**About this exercise:** Give back the full set of entries that follows, exactly as written.

**Records provided:**
•••

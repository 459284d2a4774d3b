//! Signal log API endpoints.

use axum::{
    extract::{Query, State},
    routing::get,
    Json, Router,
};
use chrono::{DateTime, Utc};
use serde::{Deserialize, Serialize};

use crate::error::{AppError, Result};
use crate::types::{SignalRecord, Trend};
use crate::AppState;

const DEFAULT_LATEST_LIMIT: usize = 20;
const MAX_LIMIT: usize = 500;
const HISTORY_LIMIT: usize = 100;

/// Query parameters for the latest signals endpoint.
#[derive(Debug, Deserialize)]
pub struct LatestQuery {
    pub limit: Option<String>,
}

impl LatestQuery {
    /// Row limit, defaulting to 20 and capped at 500.
    fn limit(&self) -> Result<usize> {
        let Some(raw) = self.limit.as_deref().map(str::trim).filter(|s| !s.is_empty()) else {
            return Ok(DEFAULT_LATEST_LIMIT);
        };

        let limit: usize = raw
            .parse()
            .map_err(|_| AppError::BadRequest(format!("limit must be a non-negative integer, got {:?}", raw)))?;
        Ok(limit.min(MAX_LIMIT))
    }
}

/// Query parameters for the history endpoint.
#[derive(Debug, Deserialize)]
pub struct HistoryQuery {
    pub symbol: Option<String>,
}

/// Persisted signal as listed by the API.
#[derive(Debug, Serialize)]
pub struct SignalSummary {
    pub symbol: String,
    pub score: u8,
    pub trend: Trend,
    pub rsi: f64,
    pub created_at: DateTime<Utc>,
}

impl From<SignalRecord> for SignalSummary {
    fn from(record: SignalRecord) -> Self {
        Self {
            symbol: record.symbol,
            score: record.score,
            trend: record.trend,
            rsi: record.rsi,
            created_at: record.created_at,
        }
    }
}

/// Create the signals router.
pub fn router() -> Router<AppState> {
    Router::new()
        .route("/latest", get(get_latest))
        .route("/history", get(get_history))
}

/// Most recent signal changes across all symbols.
async fn get_latest(
    State(state): State<AppState>,
    Query(query): Query<LatestQuery>,
) -> Result<Json<Vec<SignalSummary>>> {
    let limit = query.limit()?;
    let records = state.store.latest(limit)?;
    Ok(Json(records.into_iter().map(SignalSummary::from).collect()))
}

/// Signal changes for one symbol, newest first.
async fn get_history(
    State(state): State<AppState>,
    Query(query): Query<HistoryQuery>,
) -> Result<Json<Vec<SignalSummary>>> {
    let symbol = query
        .symbol
        .map(|s| s.trim().to_uppercase())
        .filter(|s| !s.is_empty())
        .ok_or_else(|| AppError::BadRequest("symbol is required".to_string()))?;

    let records = state.store.history(&symbol, HISTORY_LIMIT)?;
    Ok(Json(records.into_iter().map(SignalSummary::from).collect()))
}
//! MACD (Moving Average Convergence Divergence) indicator.

use super::{closes, Ema, Indicator};
use crate::types::PriceBar;

/// MACD line: EMA(fast) - EMA(slow) at the latest bar.
pub struct Macd {
    fast_period: usize,
    slow_period: usize,
}

impl Default for Macd {
    fn default() -> Self {
        Self {
            fast_period: 12,
            slow_period: 26,
        }
    }
}

impl Indicator for Macd {
    type Output = f64;

    fn id(&self) -> &str {
        "macd"
    }

    fn min_periods(&self) -> usize {
        self.slow_period.max(self.fast_period)
    }

    fn calculate(&self, bars: &[PriceBar]) -> Option<f64> {
        if bars.len() < self.min_periods() {
            return None;
        }

        let closes = closes(bars);
        let fast = Ema::latest(&closes, self.fast_period)?;
        let slow = Ema::latest(&closes, self.slow_period)?;
        Some(fast - slow)
    }
}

•••

**Exercise result:**
repository 459284d2a4774d3b
//! Signal log API endpoints.

use axum::{
    extract::{Query, State},
    routing::get,
    Json, Router,
};
use chrono::{DateTime, Utc};
use serde::{Deserialize, Serialize};

use crate::error::{AppError, Result};
use crate::types::{SignalRecord, Trend};
use crate::AppState;

const DEFAULT_LATEST_LIMIT: usize = 20;
const MAX_LIMIT: usize = 500;
const HISTORY_LIMIT: usize = 100;

/// Query parameters for the latest signals endpoint.
#[derive(Debug, Deserialize)]
pub struct LatestQuery {
    pub limit: Option<String>,
}

impl LatestQuery {
    /// Row limit, defaulting to 20 and capped at 500.
    fn limit(&self) -> Result<usize> {
        let Some(raw) = self.limit.as_deref().map(str::trim).filter(|s| !s.is_empty()) else {
            return Ok(DEFAULT_LATEST_LIMIT);
        };

        let limit: usize = raw
            .parse()
            .map_err(|_| AppError::BadRequest(format!("limit must be a non-negative integer, got {:?}", raw)))?;
        Ok(limit.min(MAX_LIMIT))
    }
}

/// Query parameters for the history endpoint.
#[derive(Debug, Deserialize)]
pub struct HistoryQuery {
    pub symbol: Option<String>,
}

/// Persisted signal as listed by the API.
#[derive(Debug, Serialize)]
pub struct SignalSummary {
    pub symbol: String,
    pub score: u8,
    pub trend: Trend,
    pub rsi: f64,
    pub created_at: DateTime<Utc>,
}

impl From<SignalRecord> for SignalSummary {
    fn from(record: SignalRecord) -> Self {
        Self {
            symbol: record.symbol,
            score: record.score,
            trend: record.trend,
            rsi: record.rsi,
            created_at: record.created_at,
        }
    }
}

/// Create the signals router.
pub fn router() -> Router<AppState> {
    Router::new()
        .route("/latest", get(get_latest))
        .route("/history", get(get_history))
}

/// Most recent signal changes across all symbols.
async fn get_latest(
    State(state): State<AppState>,
    Query(query): Query<LatestQuery>,
) -> Result<Json<Vec<SignalSummary>>> {
    let limit = query.limit()?;
    let records = state.store.latest(limit)?;
    Ok(Json(records.into_iter().map(SignalSummary::from).collect()))
}

/// Signal changes for one symbol, newest first.
async fn get_history(
    State(state): State<AppState>,
    Query(query): Query<HistoryQuery>,
) -> Result<Json<Vec<SignalSummary>>> {
    let symbol = query
        .symbol
        .map(|s| s.trim().to_uppercase())
        .filter(|s| !s.is_empty())
        .ok_or_else(|| AppError::BadRequest("symbol is required".to_string()))?;

    let records = state.store.history(&symbol, HISTORY_LIMIT)?;
    Ok(Json(records.into_iter().map(SignalSummary::from).collect()))
}
//! MACD (Moving Average Convergence Divergence) indicator.

use super::{closes, Ema, Indicator};
use crate::types::PriceBar;

/// MACD line: EMA(fast) - EMA(slow) at the latest bar.
pub struct Macd {
    fast_period: usize,
    slow_period: usize,
}

impl Default for Macd {
    fn default() -> Self {
        Self {
            fast_period: 12,
            slow_period: 26,
        }
    }
}

impl Indicator for Macd {
    type Output = f64;

    fn id(&self) -> &str {
        "macd"
    }

    fn min_periods(&self) -> usize {
        self.slow_period.max(self.fast_period)
    }

    fn calculate(&self, bars: &[PriceBar]) -> Option<f64> {
        if bars.len() < self.min_periods() {
            return None;
        }

        let closes = closes(bars);
        let fast = Ema::latest(&closes, self.fast_period)?;
        let slow = Ema::latest(&closes, self.slow_period)?;
        Some(fast - slow)
    }
}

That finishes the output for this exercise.